//! Post-generation memory extraction.
//!
//! After a chat exchange, assistant output that contains a diagnosis or a
//! reported outcome is distilled into a semantic memory: embedded and
//! inserted with full relevance. Detection is heuristic - regex phrases
//! plus explicit markers - and deliberately conservative; storing nothing
//! is better than storing noise.

use std::sync::OnceLock;

use regex::Regex;

use database::MemoryContentType;

/// A segment of assistant output worth remembering.
#[derive(Debug, Clone, PartialEq, Eq)]
pub struct MemoryCandidate {
    pub content: String,
    pub content_type: MemoryContentType,
}

fn diagnosis_re() -> &'static Regex {
    static RE: OnceLock<Regex> = OnceLock::new();
    RE.get_or_init(|| {
        Regex::new(
            r"(?i)\b(looks like|appears to be|symptoms? (?:of|suggest)|diagnos\w+|likely (?:has|suffering)|signs? of)\b",
        )
        .expect("static regex compiles")
    })
}

fn outcome_re() -> &'static Regex {
    static RE: OnceLock<Regex> = OnceLock::new();
    RE.get_or_init(|| {
        Regex::new(r"(?i)\b(recovered|improved|cleared up|new growth|got worse|did not help|worked well)\b")
            .expect("static regex compiles")
    })
}

/// Longest excerpt stored per memory.
const MAX_EXCERPT_CHARS: usize = 500;

/// Scan assistant output for memorable segments.
///
/// Sentences matching the diagnosis heuristics become `diagnosis`
/// memories; outcome phrasing becomes `outcome`. Explicit
/// `[REMEMBER] ...` markers are honored verbatim as `advice`. At most one
/// candidate per category is returned per response.
pub fn extract_memories(assistant_text: &str) -> Vec<MemoryCandidate> {
    let mut candidates = Vec::new();

    // Explicit markers win over heuristics.
    for line in assistant_text.lines() {
        if let Some(rest) = line.trim().strip_prefix("[REMEMBER]") {
            let content = rest.trim();
            if !content.is_empty() {
                candidates.push(MemoryCandidate {
                    content: clip(content),
                    content_type: MemoryContentType::Advice,
                });
            }
        }
    }

    if let Some(sentence) = first_matching_sentence(assistant_text, diagnosis_re()) {
        candidates.push(MemoryCandidate {
            content: clip(&sentence),
            content_type: MemoryContentType::Diagnosis,
        });
    }

    if let Some(sentence) = first_matching_sentence(assistant_text, outcome_re()) {
        candidates.push(MemoryCandidate {
            content: clip(&sentence),
            content_type: MemoryContentType::Outcome,
        });
    }

    candidates
}

fn first_matching_sentence(text: &str, re: &Regex) -> Option<String> {
    text.split_inclusive(['.', '!', '?'])
        .map(str::trim)
        .find(|sentence| !sentence.is_empty() && re.is_match(sentence))
        .map(str::to_string)
}

fn clip(text: &str) -> String {
    if text.chars().count() <= MAX_EXCERPT_CHARS {
        text.to_string()
    } else {
        text.chars().take(MAX_EXCERPT_CHARS).collect()
    }
}

#[cfg(test)]
mod tests {
    use super::*;

    #[test]
    fn test_diagnosis_sentence_extracted() {
        let text = "Thanks for the photos. This looks like spider mites on the underside. \
                    Rinse the leaves and apply neem oil weekly.";
        let memories = extract_memories(text);

        assert_eq!(memories.len(), 1);
        assert_eq!(memories[0].content_type, MemoryContentType::Diagnosis);
        assert!(memories[0].content.contains("spider mites"));
        // Only the matching sentence, not the whole response.
        assert!(!memories[0].content.contains("neem oil"));
    }

    #[test]
    fn test_outcome_phrase_extracted() {
        let text = "Great news - the fern recovered after you moved it off the radiator!";
        let memories = extract_memories(text);
        assert_eq!(memories.len(), 1);
        assert_eq!(memories[0].content_type, MemoryContentType::Outcome);
    }

    #[test]
    fn test_explicit_marker_extracted() {
        let text = "Sure thing.\n[REMEMBER] The monstera sits two meters from a south window.";
        let memories = extract_memories(text);
        assert_eq!(memories.len(), 1);
        assert_eq!(memories[0].content_type, MemoryContentType::Advice);
        assert_eq!(
            memories[0].content,
            "The monstera sits two meters from a south window."
        );
    }

    #[test]
    fn test_plain_chitchat_extracts_nothing() {
        let text = "Watering once a week sounds fine. Enjoy your weekend!";
        assert!(extract_memories(text).is_empty());
    }

    #[test]
    fn test_diagnosis_and_outcome_both_extracted() {
        let text = "The brown tips appear to be fertilizer burn. \
                    Last month's cutting has new growth, so propagation worked well.";
        let memories = extract_memories(text);
        assert_eq!(memories.len(), 2);
    }

    #[test]
    fn test_long_excerpt_clipped() {
        let long_tail = "x".repeat(1000);
        let text = format!("This looks like root rot {}.", long_tail);
        let memories = extract_memories(&text);
        assert_eq!(memories[0].content.chars().count(), MAX_EXCERPT_CHARS);
    }
}
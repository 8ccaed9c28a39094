//! S3-backed photo storage.

use std::time::Duration;

use async_trait::async_trait;
use aws_sdk_s3::presigning::PresigningConfig;
use aws_sdk_s3::primitives::ByteStream;
use aws_sdk_s3::Client as S3Client;
use tracing::{debug, warn};

use crate::error::StorageError;
use crate::key::thumbnail_key;
use crate::{PhotoStorage, StoredPhoto};

/// Configuration for [`S3PhotoStorage`].
#[derive(Debug, Clone)]
pub struct S3Config {
    /// Bucket name. The bucket must be private.
    pub bucket: String,
    /// Optional prefix prepended to every key.
    pub key_prefix: Option<String>,
}

impl S3Config {
    /// Create configuration from environment variables.
    ///
    /// Required environment variables:
    /// - `STORAGE_BUCKET` - bucket name
    ///
    /// Optional environment variables:
    /// - `STORAGE_KEY_PREFIX` - key prefix
    pub fn from_env() -> Result<Self, StorageError> {
        let bucket = std::env::var("STORAGE_BUCKET")
            .map_err(|_| StorageError::Upload("STORAGE_BUCKET not set".to_string()))?;
        Ok(Self {
            bucket,
            key_prefix: std::env::var("STORAGE_KEY_PREFIX").ok(),
        })
    }
}

/// Photo storage backed by an S3-compatible bucket.
pub struct S3PhotoStorage {
    client: S3Client,
    config: S3Config,
}

impl S3PhotoStorage {
    /// Wrap an existing S3 client.
    pub fn new(client: S3Client, config: S3Config) -> Self {
        Self { client, config }
    }

    /// Build a client from the ambient AWS environment.
    pub async fn from_env(config: S3Config) -> Self {
        let shared = aws_config::from_env().load().await;
        Self::new(S3Client::new(&shared), config)
    }

    fn full_key(&self, key: &str) -> String {
        match &self.config.key_prefix {
            Some(prefix) => format!("{}/{}", prefix.trim_end_matches('/'), key),
            None => key.to_string(),
        }
    }

    async fn put_object(&self, key: &str, bytes: Vec<u8>) -> Result<(), StorageError> {
        self.client
            .put_object()
            .bucket(&self.config.bucket)
            .key(key)
            .content_type("image/jpeg")
            .body(ByteStream::from(bytes))
            .send()
            .await
            .map_err(|e| StorageError::Upload(format!("put {} failed: {}", key, e)))?;
        Ok(())
    }

    async fn sign(&self, key: &str, expiry_secs: u64) -> Result<String, StorageError> {
        let presigning = PresigningConfig::expires_in(Duration::from_secs(expiry_secs))
            .map_err(|e| StorageError::Presign(e.to_string()))?;

        let request = self
            .client
            .get_object()
            .bucket(&self.config.bucket)
            .key(key)
            .presigned(presigning)
            .await
            .map_err(|e| StorageError::Presign(format!("presign {} failed: {}", key, e)))?;

        Ok(request.uri().to_string())
    }
}

#[async_trait]
impl PhotoStorage for S3PhotoStorage {
    async fn put_photo(
        &self,
        key: &str,
        original: Vec<u8>,
        thumbnail: Option<Vec<u8>>,
        expiry_secs: u64,
    ) -> Result<StoredPhoto, StorageError> {
        let full_key = self.full_key(key);
        debug!(key = %full_key, bytes = original.len(), "uploading photo");

        self.put_object(&full_key, original).await?;
        let url = self.sign(&full_key, expiry_secs).await?;

        let thumbnail_url = match thumbnail {
            Some(bytes) => {
                let thumb_key = thumbnail_key(&full_key);
                match self.put_object(&thumb_key, bytes).await {
                    Ok(()) => Some(self.sign(&thumb_key, expiry_secs).await?),
                    Err(e) => {
                        // The original made it; a missing thumbnail is not
                        // worth failing the call over.
                        warn!(error = %e, "thumbnail upload failed");
                        None
                    }
                }
            }
            None => None,
        };

        Ok(StoredPhoto {
            url,
            thumbnail_url,
            key: full_key,
        })
    }

    async fn presign_get(&self, key: &str, expiry_secs: u64) -> Result<String, StorageError> {
        self.sign(&self.full_key(key), expiry_secs).await
    }
}
impl ChatPipeline {
    pub fn new(
        router: Arc<AiRouter>,
        assembler: Arc<ContextAssembler>,
        db: Database,
        limiter: Arc<RateLimiter>,
    ) -> Self {
        Self {
            router,
            assembler,
            db,
            limiter,
        }
    }

    /// Decide the model tier for this turn.
    fn decide_tier(query: &str, context: &AssembledContext) -> ModelTier {
        if query.chars().count() > COMPLEX_QUERY_CHARS {
            return ModelTier::Complex;
        }
        if context
            .plant
            .as_ref()
            .map(|p| p.current_health.needs_attention())
            .unwrap_or(false)
        {
            return ModelTier::Complex;
        }
        if context
            .issues
            .iter()
            .any(|i| i.confidence >= COMPLEX_ISSUE_CONFIDENCE)
        {
            return ModelTier::Complex;
        }
        ModelTier::Simple
    }

    /// Shared front half: gates, session, context, request.
    async fn prepare(
        &self,
        user_id: Uuid,
        message: &str,
        plant_id: Option<Uuid>,
        session_id: Option<Uuid>,
        cancel: &CancellationToken,
    ) -> Result<(Uuid, AssembledContext, ChatRequest), OrchestratorError> {
        if message.trim().is_empty() {
            return Err(OrchestratorError::InvalidInput("message is empty".to_string()));
        }

        self.limiter.check_window(user_id, "/api/v1/chat")?;
        self.limiter.check_quota(user_id, AiTask::ChatSimple).await?;

        let session = match session_id {
            Some(id) => session::get_session(self.db.pool(), user_id, id)
                .await
                .map_err(|e| OrchestratorError::from_lookup(e, "ConversationSession"))?,
            None => session::create_session(self.db.pool(), user_id, plant_id, None).await?,
        };

        let context = self
            .assembler
            .assemble(
                &self.router,
                user_id,
                message,
                plant_id.or(session.plant_id),
                Some(session.id),
                cancel,
            )
            .await?;

        let tier = Self::decide_tier(message, &context);
        debug!(tier = tier.as_str(), session = %session.id, "chat tier decided");

        let request = ChatRequest {
            system: render_system_prompt(context.user.as_ref()),
            turns: vec![ChatTurn::user(render_user_turn(&context.render(), message))],
            tier,
        };

        Ok((session.id, context, request))
    }

    /// Non-streaming chat.
    pub async fn run(
        &self,
        user_id: Uuid,
        message: &str,
        plant_id: Option<Uuid>,
        session_id: Option<Uuid>,
        cancel: &CancellationToken,
    ) -> Result<ChatOutcome, OrchestratorError> {
        let (session_id, context, request) = self
            .prepare(user_id, message, plant_id, session_id, cancel)
            .await?;

        let routed = self.router.chat(user_id, &request, cancel).await?;

        let outcome = self
            .finalize(
                user_id,
                session_id,
                message,
                &context,
                routed.value.content,
                routed.value.usage,
                &routed.provider,
                &routed.model,
                cancel,
            )
            .await?;

        info!(session = %outcome.session_id, provider = %outcome.provider, "chat turn complete");
        Ok(outcome)
    }

    /// Streaming chat. Chunks arrive on the returned channel in emission
    /// order; persistence happens once, after a successful `Done`.
    pub async fn run_stream(
        self: Arc<Self>,
        user_id: Uuid,
        message: String,
        plant_id: Option<Uuid>,
        session_id: Option<Uuid>,
        cancel: CancellationToken,
    ) -> Result<ChatStreamHandle, OrchestratorError> {
        let (prepared_session, context, request) = self
            .prepare(user_id, &message, plant_id, session_id, &cancel)
            .await?;

        let routed = self.router.chat_stream(user_id, &request, &cancel).await?;
        let provider = routed.provider;
        let model = routed.model;
        let task = request.tier.chat_task();

        let (tx, rx) = mpsc::channel(32);
        let pipeline = self.clone();

        tokio::spawn(async move {
            let _ = tx.send(ChatStreamItem::Start { session_id: prepared_session }).await;

            let started = Instant::now();
            let mut stream = routed.value;
            let mut draft = String::new();
            let mut usage = TokenUsage::default();
            let mut failed: Option<String> = None;

            loop {
                let event = tokio::select! {
                    event = stream.next() => event,
                    _ = cancel.cancelled() => {
                        failed = Some("cancelled".to_string());
                        break;
                    }
                };

                match event {
                    Some(Ok(ChatStreamEvent::Delta(chunk))) => {
                        draft.push_str(&chunk);
                        if tx.send(ChatStreamItem::Chunk(chunk)).await.is_err() {
                            // Client went away; treat like cancellation.
                            failed = Some("client disconnected".to_string());
                            break;
                        }
                    }
                    Some(Ok(ChatStreamEvent::Done(final_usage))) => {
                        usage = final_usage;
                        break;
                    }
                    Some(Err(e)) => {
                        failed = Some(e.to_string());
                        break;
                    }
                    None => break,
                }
            }

            if let Some(reason) = failed {
                // Draft discarded; the failure still gets its ledger row.
                warn!(%reason, "chat stream failed mid-flight");
                pipeline
                    .router
                    .record(
                        user_id,
                        task,
                        &provider,
                        &model,
                        None,
                        started.elapsed(),
                        Some(&GatewayError::service(reason.clone())),
                    )
                    .await;
                let _ = tx.send(ChatStreamItem::Error(reason)).await;
                return;
            }

            pipeline
                .router
                .record(user_id, task, &provider, &model, Some(usage), started.elapsed(), None)
                .await;

            match pipeline
                .finalize(
                    user_id,
                    prepared_session,
                    &message,
                    &context,
                    draft,
                    usage,
                    &provider,
                    &model,
                    &cancel,
                )
                .await
            {
                Ok(outcome) => {
                    let _ = tx.send(ChatStreamItem::Done(Box::new(outcome))).await;
                }
                Err(e) => {
                    warn!(error = %e, "stream persistence failed");
                    let _ = tx.send(ChatStreamItem::Error(e.to_string())).await;
                }
            }
        });

        Ok(rx)
    }

    /// Persist the exchange, extract memories, shape the outcome.
    #[allow(clippy::too_many_arguments)]
    async fn finalize(
        &self,
        user_id: Uuid,
        session_id: Uuid,
        user_message: &str,
        context: &AssembledContext,
        assistant_content: String,
        usage: TokenUsage,
        provider: &str,
        model: &str,
        cancel: &CancellationToken,
    ) -> Result<ChatOutcome, OrchestratorError> {
        let (content, structured) = split_structured_tail(&assistant_content);
        let action_items = string_list(structured.as_ref(), "actionItems");
        let follow_ups = string_list(structured.as_ref(), "followUpQuestions");

        session::append_exchange(
            self.db.pool(),
            user_id,
            session_id,
            &session::NewExchange {
                user_content: user_message.to_string(),
                assistant_content: content.clone(),
                input_tokens: usage.input_tokens as i32,
                output_tokens: usage.output_tokens as i32,
                model: model.to_string(),
                cost_usd: cost_usd(provider, model, Some(usage)),
                extracted: structured,
            },
        )
        .await?;

        self.store_memories(user_id, session_id, &content, cancel).await;

        Ok(ChatOutcome {
            session_id,
            content,
            action_items,
            follow_up_questions: follow_ups,
            context_used: ContextSummary {
                history_messages: context.history.len(),
                memories_used: context.memories.len(),
                plant_attached: context.plant.is_some(),
            },
            provider: provider.to_string(),
            model: model.to_string(),
            usage,
        })
    }

    /// Embed and insert memory candidates. Never fails the turn.
    async fn store_memories(
        &self,
        user_id: Uuid,
        session_id: Uuid,
        assistant_content: &str,
        cancel: &CancellationToken,
    ) {
        let candidates = extract_memories(assistant_content);
        if candidates.is_empty() {
            return;
        }

        let texts: Vec<String> = candidates.iter().map(|c| c.content.clone()).collect();
        let routed = match self.router.embed(user_id, &texts, cancel).await {
            Ok(routed) => routed,
            Err(e) => {
                warn!(error = %e, "memory embedding failed, skipping extraction");
                return;
            }
        };

        for (candidate, vector) in candidates.iter().zip(routed.value.vectors.iter()) {
            let embedding = Vector::from(vector.iter().map(|v| *v as f32).collect::<Vec<f32>>());
            if let Err(e) = memory_repo::insert_memory(
                self.db.pool(),
                user_id,
                Some(session_id),
                &candidate.content,
                candidate.content_type,
                embedding,
            )
            .await
            {
                warn!(error = %e, "memory insert failed");
            }
        }

        debug!(count = candidates.len(), "memories stored");
    }
}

● Exercise requirements
Copy each line of the data that contains the word "routed", leaving the other lines out.

● Completed task
        let routed = self.router.chat(user_id, &request, cancel).await?;
                routed.value.content,
                routed.value.usage,
                &routed.provider,
                &routed.model,
        let routed = self.router.chat_stream(user_id, &request, &cancel).await?;
        let provider = routed.provider;
        let model = routed.model;
            let mut stream = routed.value;
        let routed = match self.router.embed(user_id, &texts, cancel).await {
            Ok(routed) => routed,
        for (candidate, vector) in candidates.iter().zip(routed.value.vectors.iter()) {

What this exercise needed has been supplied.